The Centre has collaborated with a global business to add value, accelerate innovation and provide crucial validation of prototype techniques.
For two weeks, Imaging CoE postdoc Chris Lupton and Dr Hervé Remigy, applications engineer of the Life Sciences Business Unit of FEI Company, combined their expertise to test a new approach to optimise samples prior to preparing them for vitrification and subsequent cryo-transmission electron microscopy (cryo-EM).
FEI Company has been developing an automated ‘walk away’ system, ProteoPlexTM, to optimise the buffer conditions that are critically important in obtaining a homogenous and well-dispersed isolated protein suspension. After all, an optimal specimen determines the quality of the final 3D image reconstruction by applying single particle analysis – the main application within cryo-EM.
The overall goal of sample preparation is to feed the analytical technique of choice with protein subsamples that maximise the chance of successful analysis. Currently, choosing an appropriate buffering mixture is a game of estimation, approximation and chance.
“ProteoPlexTM can automatically screen a wide range of buffering conditions and determine the optimal pH and buffer to stabilise any multiple-protein complex,” explains Dr Remigy. “And once the optimal buffer has been found we can then use ProteoPlexTM to automatically screen various ligands to find other molecules that may further stabilise the complex.”
Building on recent advances in differential scanning fluorimetry, FEI’s algorithm is so sensitive it will reliably rank different conditions of a certain well, impossible to do using traditional methods of analysis. This helps to mitigate imaging protein complexes that have disassociated or aggregated.
“Imaging multi-protein complexes is a difficult challenge. Being able to do this with less, or no, aggregation of the complexes will really assist in structure determination experiments. If each protein in the sample is distinct, it makes image analysis easier and more efficient; it also means that we only have to consider differences in orientation, rather than variability brought about by poor sample quality,” says Lupton.
Dr Marc Storms, Product Marketing Manager of the FEI Business Unit Life Sciences, says many strategic benefits and scientific insights have been gained and learnt through the collaboration.
“The Centre of Excellence in Advanced Molecular Imaging at Monash University is a strategically important site for FEI,” he says. “As one of the leading centres for a wide variation of imaging technologies, the CoE is also spearheading in the adoption and developments of cryo-TEM. As FEI is further intensifying its workflow philosophy (both up and downstream), we would like to adopt as much hands-on knowledge in the areas of both sample preparation and image handling and processing. Monash is the perfect incubator for this,” concludes Dr Storms.

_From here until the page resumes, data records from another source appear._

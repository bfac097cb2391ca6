use std::ops::Range;

use itertools::Itertools;

/// Dense color identifier in `0..num_colors`.
pub type ColorIndex = usize;

/// Maps color symbols to dense [`ColorIndex`]es.
///
/// Indices are handed out in the order symbols are registered, which for parsed puzzles is the order of first appearance in a row-major scan.
#[derive(Clone, Debug, Default, Eq, PartialEq)]
pub struct ColorRegistry {
    symbols: Vec<char>,
}

impl ColorRegistry {
    /// Return the index of `symbol`, registering it first if it is new.
    pub(crate) fn register(&mut self, symbol: char) -> ColorIndex {
        match self.index_of(symbol) {
            Some(index) => index,
            None => {
                self.symbols.push(symbol);
                self.symbols.len() - 1
            }
        }
    }

    /// Forget the most recently registered symbol.
    pub(crate) fn pop(&mut self) -> Option<char> {
        self.symbols.pop()
    }

    /// The index assigned to `symbol`, if registered.
    pub fn index_of(&self, symbol: char) -> Option<ColorIndex> {
        self.symbols.iter().find_position(|known| **known == symbol).map(|(index, _)| index)
    }

    /// The symbol registered under `index`.
    pub fn symbol(&self, index: ColorIndex) -> Option<char> {
        self.symbols.get(index).copied()
    }

    /// The number of registered colors.
    pub fn len(&self) -> usize {
        self.symbols.len()
    }

    /// Whether no color has been registered.
    pub fn is_empty(&self) -> bool {
        self.symbols.is_empty()
    }

    /// Every valid [`ColorIndex`], in canonical order.
    pub fn indices(&self) -> Range<ColorIndex> {
        0..self.symbols.len()
    }

    /// `(index, symbol)` pairs in canonical order.
    pub fn iter(&self) -> impl Iterator<Item = (ColorIndex, char)> + '_ {
        self.symbols.iter().copied().enumerate()
    }
}
use itertools::Itertools;
use varisat::Var;

use crate::clause::Clause;

/// No two of `vars` are true: `(!A + !B) * (!A + !C) * ...`, one clause per unordered pair.
///
/// Produces exactly `k * (k - 1) / 2` clauses for `k` variables, with pairs in the order [`Itertools::tuple_combinations`] yields them.
pub fn at_most_one(vars: &[Var]) -> Vec<Clause> {
    vars.iter()
        .tuple_combinations()
        .map(|(a, b)| vec![a.negative(), b.negative()])
        .collect_vec()
}

/// Exactly one of `vars` is true: [`at_most_one`] followed by the clause `A + B + C + ...`.
///
/// With no variables, the at-least-one clause is empty and the result is unsatisfiable.
pub fn exactly_one(vars: &[Var]) -> Vec<Clause> {
    let mut clauses = Vec::with_capacity(vars.len() * vars.len().saturating_sub(1) / 2 + 1);

    clauses.extend(at_most_one(vars));
    // at least one var is true
    clauses.push(vars.iter().map(|v| v.positive()).collect_vec());

    clauses
}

Dr Remigy tells us that the environment provided by the CoE triggered the decision to start this collaboration at the Clive and Vera Ramaciotti Centre for Structural Cryo-Electron Microscopy. “FEI’s aim to provide researchers with a new technique and tool to inform decisions has been aided significantly by working with the researchers here in the Imaging CoE. We have also gained unique insight into how our tools are used and just how useful this new one will be,” he says.
Through this partnership, Imaging CoE investigators are being trained in state-of-the-art techniques while validating and improving them. Projects like this do not come up very often, and being engaged by FEI is testament to the Centre’s outstanding research track record.
“Now a comparison between cryo-EM images of ProteoPlexTM optimised and non-optimised samples is required to assess the level of improvement provided by this new method,” concludes Dr Remigy.
Over the two weeks, Dr Remigy and Lupton painstakingly pipetted 11 protein complexes and the algorithm automatically determined optimal buffer conditions for each thermal titration assay – three or four look really promising.